Ancak Irak’ın Kuveyt’i işgaliyle başlayan Birleşmiş Milletler ambargosu ve Amerika Birleşik Devletleri’nin 2003 yılındaki müdahalesi sonucu meydana gelen çatışmalar hedeflenen kapasitede petrol ihraç edilmesini zorlaştırdı.
Anlaşmazlık nereden kaynaklanıyor?
2014 yılından bu yana Irak’ın enerji politikası ve endüstrisi federal hükümet ve IKBY arasında ikiye bölünmüş durumda.
Mevcut anlaşmazlık, Iraklı Kürt peşmergelerin Irak-Şam İslam Devleti savaşçılarını geri püskürttüğü 2014 baharına kadar uzanıyor.
IŞİD’e karşı elde edilen başarı, IKBY ile Bağdat’taki merkezi Irak hükümeti arasında uzun süredir anlaşmazlık konusu olan Kerkük çevresindeki zengin petrol yatakları üzerinde IKBY’nin kontrolünü pekiştirmesini sağladı.
Her ne kadar muğlak olsa da Irak anayasası petrol ve gaz sektöründe iki taraf arasında sorumluluk paylaşımı öngörüyor.
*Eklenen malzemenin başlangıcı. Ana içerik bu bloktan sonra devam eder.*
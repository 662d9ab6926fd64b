//! ID types for players and scores.

use crate::error::{Result, SelectionError};
use rusqlite::types::{FromSql, FromSqlResult, ToSql, ToSqlOutput, ValueRef};
use serde::{Deserialize, Serialize};
use std::fmt;
use std::str::FromStr;

/// Type-safe wrapper for Player IDs.
///
/// Keeps player identifiers from being mixed up with score identifiers or
/// plain score values.
///
/// # Examples
///
/// ```rust
/// use players_selection::PlayerId;
///
/// let id: PlayerId = "7".parse().unwrap();
/// assert_eq!(id.as_i64(), 7);
/// assert_eq!(id.to_string(), "7");
/// ```
#[derive(Debug, Clone, Copy, PartialEq, Eq, Hash, PartialOrd, Ord, Serialize, Deserialize)]
pub struct PlayerId(pub i64);

impl PlayerId {
    pub fn new(id: i64) -> Self {
        Self(id)
    }

    pub fn as_i64(&self) -> i64 {
        self.0
    }
}

/// Type-safe wrapper for Score IDs
#[derive(Debug, Clone, Copy, PartialEq, Eq, Hash, PartialOrd, Ord, Serialize, Deserialize)]
pub struct ScoreId(pub i64);

impl ScoreId {
    pub fn new(id: i64) -> Self {
        Self(id)
    }

    pub fn as_i64(&self) -> i64 {
        self.0
    }
}

macro_rules! sql_id {
    ($t:ty) => {
        impl fmt::Display for $t {
            fn fmt(&self, f: &mut fmt::Formatter<'_>) -> fmt::Result {
                write!(f, "{}", self.0)
            }
        }

        impl FromStr for $t {
            type Err = SelectionError;

            fn from_str(s: &str) -> Result<Self> {
                Ok(Self(s.trim().parse()?))
            }
        }

        impl ToSql for $t {
            fn to_sql(&self) -> rusqlite::Result<ToSqlOutput<'_>> {
                Ok(ToSqlOutput::from(self.0))
            }
        }

        impl FromSql for $t {
            fn column_result(value: ValueRef<'_>) -> FromSqlResult<Self> {
                i64::column_result(value).map(Self)
            }
        }
    };
}

sql_id!(PlayerId);
sql_id!(ScoreId);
Ancak Irak parlamentosu henüz bu hak ve sorumlulukları belirleyen ulusal bir petrol ve doğal gaz yasasını kabul etmedi. Böyle bir yasanın yokluğu siyasi hareketlere alan açtı.
Dava neden açıldı?
IKBY, Kerkük-Ceyhan Boru Hattı üzerinden ilk petrolü Mayıs 2014’te BOTAŞ’a sattı. Bağdat derhal ICA’da Türk hükümeti ve BOTAŞ aleyhine tahkim talebinde bulunarak karşılık verdi.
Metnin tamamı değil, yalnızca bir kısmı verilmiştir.